La exclusión era en cambio el fenómeno típico de las sociedades latinoamericanas. “¡Somos América latina!” decían (y dicen) las consignas con las que el progresismo se dedicó desde hace medio siglo a derribar toda la tradición cultural y social argentina. Fue en lo único en que tuvieron éxito: ahora somos América latina, con la misma brecha entre ricos y pobres.
El no excluído siente la ausencia del estado cuando un piquete le obstruye la marcha o la inseguridad le obliga a rodearse de rejas y alarmas: son cosas que no puede resolver por sí mismo. Puede confiar la educación de sus hijos a una escuela privada, puede confiar su salud a una empresa de medicina prepaga. Llegado el caso, puede contratar un abogado para buscar justicia.

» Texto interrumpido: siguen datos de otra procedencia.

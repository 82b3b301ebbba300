use std::sync::Arc;

use folio_api::{ApiServer, ApiState, ContentSource, SessionRegistry};
use folio_config::{LogStyle, ServerConfig, hash_secret};
use folio_core::demo::demo_store;
use folio_core::{PublicSite, SessionScope, SharedContentStore};
use folio_data::{LocalBlobStore, PgContentStore};
use folio_events::EventBus;
use folio_telemetry::{
    GlobalContextGuard, LogFormat, LoggingConfig, Metrics, build_sha, init_logging,
    record_app_mode,
};
use tracing::{error, info, warn};

use crate::cli::{Cli, Command, ExportArgs, HashPasswordArgs};
use crate::error::{AppError, AppResult};
use crate::export::write_snapshot;

/// Run the command selected on the command line.
///
/// # Errors
///
/// Returns an error if configuration, wiring or the command itself fails.
pub async fn run_app(cli: Cli) -> AppResult<()> {
    match cli.command.unwrap_or(Command::Serve) {
        Command::Serve => serve().await,
        Command::Export(args) => export(&args).await,
        Command::HashPassword(args) => hash_password(&args),
    }
}

const fn log_format(style: Option<LogStyle>) -> LogFormat {
    match style {
        Some(LogStyle::Json) => LogFormat::Json,
        Some(LogStyle::Pretty) => LogFormat::Pretty,
        None => LogFormat::infer(),
    }
}

fn load_config() -> AppResult<ServerConfig> {
    let config = folio_config::load().map_err(|err| AppError::config("config.load", err))?;
    init_logging(&LoggingConfig {
        level: &config.log_level,
        format: log_format(config.log_style),
        build_sha: build_sha(),
    })
    .map_err(|err| AppError::telemetry("telemetry.init", err))?;
    Ok(config)
}

/// PostgreSQL when `DATABASE_URL` is set, otherwise the in-memory demo dataset.
async fn open_store(config: &ServerConfig) -> AppResult<(ContentSource, SharedContentStore)> {
    if let Some(url) = config.database_url.as_deref() {
        let store = PgContentStore::connect(url)
            .await
            .map_err(|err| AppError::data("content_store.connect", err))?;
        info!("content store connected");
        return Ok((ContentSource::Database, Arc::new(store)));
    }

    let store = demo_store().map_err(|source| AppError::Demo { source })?;
    warn!("DATABASE_URL not set; serving the demo dataset from memory");
    Ok((ContentSource::Demo, Arc::new(store)))
}

async fn shutdown_signal() {
    if let Err(err) = tokio::signal::ctrl_c().await {
        error!(error = %err, "failed to install shutdown handler");
        std::future::pending::<()>().await;
    }
    info!("shutdown signal received");
}

async fn serve() -> AppResult<()> {
    let config = load_config()?;
    let _context = GlobalContextGuard::new("bootstrap");
    info!("Folio bootstrap starting");

    let (source, store) = open_store(&config).await?;
    record_app_mode(source.as_str());

    let blobs = LocalBlobStore::open(config.media_root.clone(), config.media_base_url.clone())
        .await
        .map_err(|err| AppError::data("blob_store.open", err))?;
    let media_root = blobs.root().to_path_buf();

    let telemetry =
        Metrics::new().map_err(|err| AppError::telemetry("telemetry.metrics", err))?;
    let events = EventBus::new();
    let registry = SessionRegistry::new(
        config.admin.clone(),
        config.session_ttl,
        events.clone(),
        telemetry.clone(),
    );
    let scope = Arc::new(SessionScope::new(Arc::new(registry), events));

    let state = ApiState::new(
        source,
        store,
        Arc::new(blobs),
        Arc::clone(&scope),
        telemetry,
    );
    let api = ApiServer::new(Arc::new(state), &media_root);

    let addr = config.socket_addr();
    info!(addr = %addr, source = source.as_str(), "Launching HTTP listener");
    let served = api.serve(addr, shutdown_signal()).await;

    let ended = scope.teardown().await;
    info!(sessions_ended = ended, "Folio shut down");
    served.map_err(|err| AppError::server("api.serve", err))
}

async fn export(args: &ExportArgs) -> AppResult<()> {
    let config = load_config()?;
    let _context = GlobalContextGuard::new("export");
    let (source, store) = open_store(&config).await?;
    let site = PublicSite::new(store);

    let summary = write_snapshot(&site, &args.out_dir).await?;
    info!(
        out_dir = %args.out_dir.display(),
        files = summary.files.len(),
        source = source.as_str(),
        "static export written"
    );
    Ok(())
}

#[allow(clippy::print_stdout)]
fn hash_password(args: &HashPasswordArgs) -> AppResult<()> {
    let hash = hash_secret(&args.password).map_err(|err| AppError::config("hash_secret", err))?;
    println!("{hash}");
    Ok(())
}

#[cfg(test)]
mod tests {
    use super::*;
    use folio_config::verify_secret;

    #[test]
    fn log_style_maps_to_formatter() {
        assert_eq!(log_format(Some(LogStyle::Json)), LogFormat::Json);
        assert_eq!(log_format(Some(LogStyle::Pretty)), LogFormat::Pretty);
        assert_eq!(log_format(None), LogFormat::infer());
    }

    #[test]
    fn hash_password_accepts_any_input() {
        let args = HashPasswordArgs {
            password: "hunter2".into(),
        };
        assert!(hash_password(&args).is_ok());
        let hash = hash_secret(&args.password).expect("hash");
        assert!(verify_secret(&hash, "hunter2").expect("verify"));
    }
}
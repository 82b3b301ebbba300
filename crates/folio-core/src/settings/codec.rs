//! Generic object ⇄ key/value-row codec for category-prefixed settings.
//!
//! # Design
//!
//! - One schema (`SettingsGroup`) per category names the fields, their types,
//!   and their defaults; every settings page goes through the same two
//!   functions.
//! - `encode` is strict: unknown fields and mistyped values fail before any
//!   row is produced, so nothing is written.
//! - `decode` is lenient: foreign rows are skipped, missing fields take their
//!   defaults, and mistyped stored values fall back to the default and are
//!   reported back to the caller.

use serde_json::{Map, Number, Value};

use super::{SettingCategory, SettingType, SettingValue, SettingsError};
use crate::store::Row;

/// Compile-time default for a settings field.
#[derive(Debug, Clone, Copy, PartialEq)]
pub enum FieldDefault {
    /// String default.
    Text(&'static str),
    /// Integer default.
    Integer(i64),
    /// Boolean default.
    Flag(bool),
    /// Empty array.
    EmptyArray,
    /// Empty object.
    EmptyObject,
}

impl FieldDefault {
    /// Materialise the default as JSON.
    #[must_use]
    pub fn to_json(self) -> Value {
        match self {
            Self::Text(text) => Value::String(text.to_string()),
            Self::Integer(number) => Value::Number(Number::from(number)),
            Self::Flag(flag) => Value::Bool(flag),
            Self::EmptyArray => Value::Array(Vec::new()),
            Self::EmptyObject => Value::Object(Map::new()),
        }
    }
}

/// One declared field of a settings group.
#[derive(Debug, Clone, Copy, PartialEq)]
pub struct FieldSpec {
    /// Field name without prefix.
    pub name: &'static str,
    /// Declared type.
    pub kind: SettingType,
    /// Value used when the row is missing or mistyped.
    pub default: FieldDefault,
}

impl FieldSpec {
    /// Declare a field.
    #[must_use]
    pub const fn new(name: &'static str, kind: SettingType, default: FieldDefault) -> Self {
        Self {
            name,
            kind,
            default,
        }
    }
}

/// Schema for one settings category.
#[derive(Debug, Clone, Copy, PartialEq)]
pub struct SettingsGroup {
    /// Category stored on every row.
    pub category: SettingCategory,
    /// Key prefix prepended to each field name (may be empty).
    pub prefix: &'static str,
    /// Declared fields, in display order.
    pub fields: &'static [FieldSpec],
}

impl SettingsGroup {
    /// Stored key for `field`.
    #[must_use]
    pub fn key(&self, field: &str) -> String {
        format!("{}{field}", self.prefix)
    }

    /// Look up a declared field.
    #[must_use]
    pub fn field(&self, name: &str) -> Option<&FieldSpec> {
        self.fields.iter().find(|field| field.name == name)
    }

    /// Object holding every field at its default.
    #[must_use]
    pub fn defaults(&self) -> Map<String, Value> {
        self.fields
            .iter()
            .map(|field| (field.name.to_string(), field.default.to_json()))
            .collect()
    }
}

/// Decoded settings object plus the fields whose stored value was unusable.
#[derive(Debug, Clone, PartialEq, Default)]
pub struct Decoded {
    /// Every declared field, stored or defaulted.
    pub object: Map<String, Value>,
    /// Fields whose stored value did not match the schema.
    pub mismatched: Vec<String>,
}

/// Turn a settings object into one row per field.
///
/// Rows follow schema order so writes are deterministic.
///
/// # Errors
///
/// Returns [`SettingsError::UnknownField`] or [`SettingsError::TypeMismatch`]
/// without producing any row.
pub fn encode(group: &SettingsGroup, object: &Map<String, Value>) -> Result<Vec<Row>, SettingsError> {
    if let Some(unknown) = object.keys().find(|name| group.field(name).is_none()) {
        return Err(SettingsError::UnknownField {
            category: group.category,
            field: unknown.clone(),
        });
    }

    let mut rows = Vec::with_capacity(object.len());
    for field in group.fields {
        let Some(raw) = object.get(field.name) else {
            continue;
        };
        let value = SettingValue::from_json(raw.clone())
            .filter(|value| field.kind.accepts(value))
            .ok_or_else(|| SettingsError::TypeMismatch {
                category: group.category,
                field: field.name.to_string(),
                expected: field.kind,
            })?;

        let mut row = Row::new();
        row.insert("key".into(), Value::String(group.key(field.name)));
        row.insert("value".into(), value.into_json());
        row.insert(
            "category".into(),
            Value::String(group.category.as_str().to_string()),
        );
        row.insert("type".into(), Value::String(field.kind.as_str().to_string()));
        row.insert(
            "description".into(),
            Value::String(format!("{} {}", group.category.label(), field.name)),
        );
        rows.push(row);
    }
    Ok(rows)
}

/// Fold settings rows back into an object keyed by field name.
#[must_use]
pub fn decode(group: &SettingsGroup, rows: &[Row]) -> Decoded {
    let mut decoded = Decoded {
        object: group.defaults(),
        mismatched: Vec::new(),
    };

    for row in rows {
        let category = row.get("category").and_then(Value::as_str);
        if category.is_some_and(|category| category != group.category.as_str()) {
            continue;
        }
        let Some(name) = row
            .get("key")
            .and_then(Value::as_str)
            .and_then(|key| key.strip_prefix(group.prefix))
        else {
            continue;
        };
        let Some(field) = group.field(name) else {
            continue;
        };

        let value = row
            .get("value")
            .cloned()
            .and_then(SettingValue::from_json)
            .filter(|value| field.kind.accepts(value));
        match value {
            Some(value) => {
                decoded.object.insert(field.name.to_string(), value.into_json());
            }
            None => decoded.mismatched.push(field.name.to_string()),
        }
    }
    decoded
}

#[cfg(test)]
mod tests {
    use super::*;
    use serde_json::json;

    const SAMPLE_FIELDS: &[FieldSpec] = &[
        FieldSpec::new("a", SettingType::Text, FieldDefault::Text("")),
        FieldSpec::new("b", SettingType::Number, FieldDefault::Integer(0)),
    ];

    const SAMPLE: SettingsGroup = SettingsGroup {
        category: SettingCategory::Hero,
        prefix: "hero_",
        fields: SAMPLE_FIELDS,
    };

    fn object(value: Value) -> Map<String, Value> {
        match value {
            Value::Object(map) => map,
            _ => Map::new(),
        }
    }

    #[test]
    fn decode_inverts_encode() {
        let original = object(json!({"a": "x", "b": 5}));
        let rows = encode(&SAMPLE, &original).expect("encode");
        assert_eq!(rows.len(), 2);
        assert_eq!(rows[0]["key"], "hero_a");
        assert_eq!(rows[1]["key"], "hero_b");
        assert_eq!(rows[0]["description"], "Hero a");
        assert_eq!(rows[1]["type"], "number");

        let decoded = decode(&SAMPLE, &rows);
        assert_eq!(decoded.object, original);
        assert!(decoded.mismatched.is_empty());
    }

    #[test]
    fn encode_rejects_unknown_fields_and_mismatches() {
        let unknown = encode(&SAMPLE, &object(json!({"a": "x", "c": 1})));
        assert!(matches!(
            unknown,
            Err(SettingsError::UnknownField { ref field, .. }) if field == "c"
        ));

        let mistyped = encode(&SAMPLE, &object(json!({"b": "five"})));
        assert!(matches!(
            mistyped,
            Err(SettingsError::TypeMismatch {
                expected: SettingType::Number,
                ..
            })
        ));
    }

    #[test]
    fn decode_skips_foreign_rows_and_defaults_missing_fields() {
        let rows = vec![
            object(json!({"key": "hero_a", "value": "kept", "category": "hero"})),
            object(json!({"key": "navbar_a", "value": "other prefix", "category": "hero"})),
            object(json!({"key": "hero_b", "value": 9, "category": "navbar"})),
            object(json!({"key": "hero_z", "value": 1, "category": "hero"})),
        ];
        let decoded = decode(&SAMPLE, &rows);
        assert_eq!(decoded.object, object(json!({"a": "kept", "b": 0})));
    }

    #[test]
    fn decode_reports_mistyped_values() {
        let rows = vec![object(
            json!({"key": "hero_b", "value": "NaN", "category": "hero"}),
        )];
        let decoded = decode(&SAMPLE, &rows);
        assert_eq!(decoded.object["b"], json!(0));
        assert_eq!(decoded.mismatched, vec!["b".to_string()]);
    }

    #[test]
    fn empty_prefix_uses_bare_field_names() {
        const BARE: SettingsGroup = SettingsGroup {
            category: SettingCategory::Theme,
            prefix: "",
            fields: SAMPLE_FIELDS,
        };
        assert_eq!(BARE.key("a"), "a");
        let rows = encode(&BARE, &object(json!({"a": "y"}))).expect("encode");
        assert_eq!(rows[0]["key"], "a");
        assert_eq!(rows[0]["category"], "theme");
    }
}
impl Query {
    /// Start a query over `table` with no filters.
    #[must_use]
    pub const fn from(table: Table) -> Self {
        Self {
            table,
            filters: Vec::new(),
            order: Vec::new(),
            limit: None,
        }
    }

    /// Keep rows whose `column` equals `value`.
    #[must_use]
    pub fn eq(mut self, column: &'static str, value: impl Into<Value>) -> Self {
        self.filters.push(Filter::Eq(column, value.into()));
        self
    }

    /// Keep rows whose `column` is `id`.
    #[must_use]
    pub fn id(self, id: Uuid) -> Self {
        self.eq("id", id.to_string())
    }

    /// Keep rows whose `column` is null.
    #[must_use]
    pub fn is_null(mut self, column: &'static str) -> Self {
        self.filters.push(Filter::IsNull(column));
        self
    }

    /// Append an ordering key.
    #[must_use]
    pub fn order(mut self, column: &'static str, direction: Direction) -> Self {
        self.order.push((column, direction));
        self
    }

    /// Cap the number of returned rows.
    #[must_use]
    pub const fn limit(mut self, limit: usize) -> Self {
        self.limit = Some(limit);
        self
    }

    /// Target table.
    #[must_use]
    pub const fn table(&self) -> Table {
        self.table
    }

    /// Row predicates, all of which must hold.
    #[must_use]
    pub fn filters(&self) -> &[Filter] {
        &self.filters
    }

    /// Ordering keys, most significant first.
    #[must_use]
    pub fn ordering(&self) -> &[(&'static str, Direction)] {
        &self.order
    }

    /// Row cap, if any.
    #[must_use]
    pub const fn row_limit(&self) -> Option<usize> {
        self.limit
    }

    /// Check every referenced column against the table schema.
    ///
    /// # Errors
    ///
    /// Returns [`StoreError::UnknownColumn`] for the first unknown column.
    pub fn validate(&self) -> StoreResult<()> {
        for filter in &self.filters {
            let column = match filter {
                Filter::Eq(column, _) | Filter::IsNull(column) => column,
            };
            self.table.column(column)?;
        }
        for (column, _) in &self.order {
            self.table.column(column)?;
        }
        Ok(())
    }
}

/// Result of a batch upsert.
#[derive(Debug, Clone, Default, PartialEq, Eq, Serialize)]
pub struct BatchOutcome {
    /// Conflict keys that were persisted, in submission order.
    pub applied: Vec<String>,
    /// The key whose write failed, with the failure message.
    pub failed: Option<BatchFailure>,
    /// Keys that were not persisted because of the failure.
    pub not_applied: Vec<String>,
}

/// The write that stopped a batch.
#[derive(Debug, Clone, PartialEq, Eq, Serialize)]
pub struct BatchFailure {
    /// Conflict key of the failing row.
    pub key: String,
    /// Failure message.
    pub message: String,
}

impl BatchOutcome {
    /// True when every row was persisted.
    #[must_use]
    pub const fn is_complete(&self) -> bool {
        self.failed.is_none()
    }
}

/// Table-oriented content store.
#[async_trait]
pub trait ContentStore: Send + Sync {
    /// Rows matching `query`, ordered and limited as requested.
    async fn select(&self, query: &Query) -> StoreResult<Vec<Row>>;

    /// First row matching `query`.
    async fn select_one(&self, query: &Query) -> StoreResult<Option<Row>> {
        let rows = self.select(&query.clone().limit(1)).await?;
        Ok(rows.into_iter().next())
    }

    /// Number of rows matching `query` (ordering and limit ignored).
    async fn count(&self, query: &Query) -> StoreResult<u64>;

    /// Insert `row`, returning the stored row with defaults filled in.
    async fn insert(&self, table: Table, row: Row) -> StoreResult<Row>;

    /// Apply `patch` to every row matching `query`, returning the new rows.
    async fn update(&self, query: &Query, patch: Row) -> StoreResult<Vec<Row>>;

    /// Remove rows matching `query`, returning how many were removed.
    async fn delete(&self, query: &Query) -> StoreResult<u64>;

    /// Insert `row`, or update the existing row sharing `conflict`.
    async fn upsert(&self, table: Table, row: Row, conflict: &'static str) -> StoreResult<Row>;

    /// Upsert `rows` one at a time, stopping at the first failure.
    async fn upsert_batch(
        &self,
        table: Table,
        rows: Vec<Row>,
        conflict: &'static str,
    ) -> BatchOutcome {
        let keys: Vec<String> = rows.iter().map(|row| conflict_key(row, conflict)).collect();
        let mut outcome = BatchOutcome::default();
        for (index, row) in rows.into_iter().enumerate() {
            match self.upsert(table, row, conflict).await {
                Ok(_) => outcome.applied.push(keys[index].clone()),
                Err(err) => {
                    outcome.failed = Some(BatchFailure {
                        key: keys[index].clone(),
                        message: err.to_string(),
                    });
                    outcome.not_applied = keys[index + 1..].to_vec();
                    break;
                }
            }
        }
        outcome
    }
}

/// Render the conflict-key value of `row` for reporting.
#[must_use]
pub fn conflict_key(row: &Row, conflict: &str) -> String {
    match row.get(conflict) {
        Some(Value::String(value)) => value.clone(),
        Some(other) => other.to_string(),
        None => String::new(),
    }
}

/// Check every key of `row` against the table schema.
///
/// # Errors
///
/// Returns [`StoreError::UnknownColumn`] for the first unknown key.
pub fn validate_columns(table: Table, row: &Row) -> StoreResult<()> {
    for key in row.keys() {
        table.column(key)?;
    }
    Ok(())
}

/// Fill `id` and timestamps on a row about to be inserted.
///
/// # Errors
///
/// Returns [`StoreError::UnknownColumn`] when the row names a column the table
/// does not have.
pub fn prepare_insert(table: Table, mut row: Row) -> StoreResult<Row> {
    validate_columns(table, &row)?;
    let now = Value::String(Utc::now().to_rfc3339());
    if !matches!(row.get("id"), Some(Value::String(_))) {
        row.insert("id".into(), Value::String(Uuid::new_v4().to_string()));
    }
    for column in ["created_at", "updated_at"] {
        if table.has_column(column) && row.get(column).is_none_or(Value::is_null) {
            row.insert(column.into(), now.clone());
        }
    }
    Ok(row)
}

/// Stamp `updated_at` on a patch and reject unknown or immutable columns.
///
/// # Errors
///
/// Returns [`StoreError::UnknownColumn`] for unknown columns and
/// [`StoreError::InvalidRow`] when the patch tries to change `id`.
pub fn prepare_patch(table: Table, mut patch: Row) -> StoreResult<Row> {
    validate_columns(table, &patch)?;
    if patch.contains_key("id") {
        return Err(StoreError::InvalidRow {
            table,
            reason: "id_is_immutable",
        });
    }
    if table.has_column("updated_at") {
        patch.insert(
            "updated_at".into(),
            Value::String(Utc::now().to_rfc3339()),
        );
    }
    Ok(patch)
}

Para el excluído, la ausencia del estado es la razón misma y la condición de su exclusión: la escuela no lo educa, el hospital no lo cuida, carece de los servicios básicos y los que recibe son caros y malos, la vivienda propia es inalcanzable, y para obtener ayuda social debe someterse a punteros y caciques políticos.
La exclusión es un fenómeno urbano. Aun en la más remota y olvidada comunidad rural, sus miembros son parte del común. En la ciudad, el excluído deambula como por un país extranjero: nadie le presta atención, nadie lo entiende, todos andan apurados y ocupados en sus asuntos. Todos los mensajes públicos que lo rodean están dirigidos a otros.
Para el que nada tiene, el trabajo es todo, es la dignidad. Pero conseguir trabajo es casi obra de la suerte, y cuando se lo consigue es muchas veces en condiciones abusivas, mal pago, o en negro. Los sindicatos atienden sus propios negocios, y las comisiones internas carecen de fuerza cuando se trata de lidiar con una empresa poderosa.
El piquetero no disfruta con la idea de arruinarles el dia a los que trabajan, como suelen argumentar los que quedan atrapados en un bloqueo. Al contrario, es alguien que desesperadamente quiere ser parte de esa sociedad que trabaja y progresa, y reclama, pacíficamente, su atención en un piquete.
Allí, en medio de la ruta, entre desafiante y atemorizado, acompañado por sus iguales, recupera en parte la dignidad perdida. Logra que lo vean.